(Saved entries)
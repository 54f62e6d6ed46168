//! Console provider implementation

use crate::core::{LogEntry, LogLevel, LogProvider, OutputFormat, Result, TimestampFormat};
use async_trait::async_trait;
use colored::Colorize;

/// Writes entries to stdout, or stderr for `Error` and `Fatal`
pub struct ConsoleProvider {
    level: LogLevel,
    use_colors: bool,
    timestamp_format: TimestampFormat,
    output_format: OutputFormat,
}

impl ConsoleProvider {
    pub fn new(level: LogLevel) -> Self {
        Self {
            level,
            use_colors: true,
            timestamp_format: TimestampFormat::default(),
            output_format: OutputFormat::default(),
        }
    }

    #[must_use]
    pub fn with_colors(mut self, use_colors: bool) -> Self {
        self.use_colors = use_colors;
        self
    }

    /// Set the output format for this provider
    ///
    /// # Example
    ///
    /// ```
    /// use log_dispatch::providers::ConsoleProvider;
    /// use log_dispatch::{LogLevel, OutputFormat};
    ///
    /// let provider = ConsoleProvider::new(LogLevel::Info)
    ///     .with_output_format(OutputFormat::Json);
    /// ```
    #[must_use]
    pub fn with_output_format(mut self, format: OutputFormat) -> Self {
        self.output_format = format;
        self
    }

    /// Set the timestamp format for this provider
    #[must_use]
    pub fn with_timestamp_format(mut self, format: TimestampFormat) -> Self {
        self.timestamp_format = format;
        self
    }

    /// Set a custom timestamp format using a strftime-compatible format string
    ///
    /// # Examples
    ///
    /// ```
    /// use log_dispatch::providers::ConsoleProvider;
    /// use log_dispatch::LogLevel;
    ///
    /// let provider = ConsoleProvider::new(LogLevel::Debug)
    ///     .with_custom_timestamp("%d/%b/%Y:%H:%M:%S %z");
    /// ```
    #[must_use]
    pub fn with_custom_timestamp(mut self, format_str: &str) -> Self {
        self.timestamp_format = TimestampFormat::Custom(format_str.to_string());
        self
    }

    fn render(&self, entry: &LogEntry) -> String {
        match self.output_format {
            OutputFormat::Text if self.use_colors => self.format_colored_text(entry),
            _ => self.output_format.format(entry, &self.timestamp_format),
        }
    }

    /// Text layout with the level tag colored
    fn format_colored_text(&self, entry: &LogEntry) -> String {
        let plain = OutputFormat::Text.format(entry, &self.timestamp_format);
        let tag = format!("[{:5}]", entry.level.to_str());
        let colored_tag = tag.color(entry.level.color_code()).to_string();
        plain.replacen(&tag, &colored_tag, 1)
    }
}

impl Default for ConsoleProvider {
    fn default() -> Self {
        Self::new(LogLevel::Info)
    }
}

#[async_trait]
impl LogProvider for ConsoleProvider {
    async fn write(&self, entry: &LogEntry) -> Result<()> {
        let output = self.render(entry);

        match entry.level {
            LogLevel::Error | LogLevel::Fatal => eprintln!("{}", output),
            _ => println!("{}", output),
        }
        Ok(())
    }

    fn logging_level(&self) -> LogLevel {
        self.level
    }

    fn name(&self) -> &str {
        "console"
    }
}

WHAT IS EXPECTED.
Every line above that holds the string "ConsoleProvider" should be returned.

TASK OUTPUT.
pub struct ConsoleProvider {
impl ConsoleProvider {
    /// use log_dispatch::providers::ConsoleProvider;
    /// let provider = ConsoleProvider::new(LogLevel::Info)
    /// use log_dispatch::providers::ConsoleProvider;
    /// let provider = ConsoleProvider::new(LogLevel::Debug)
impl Default for ConsoleProvider {
impl LogProvider for ConsoleProvider {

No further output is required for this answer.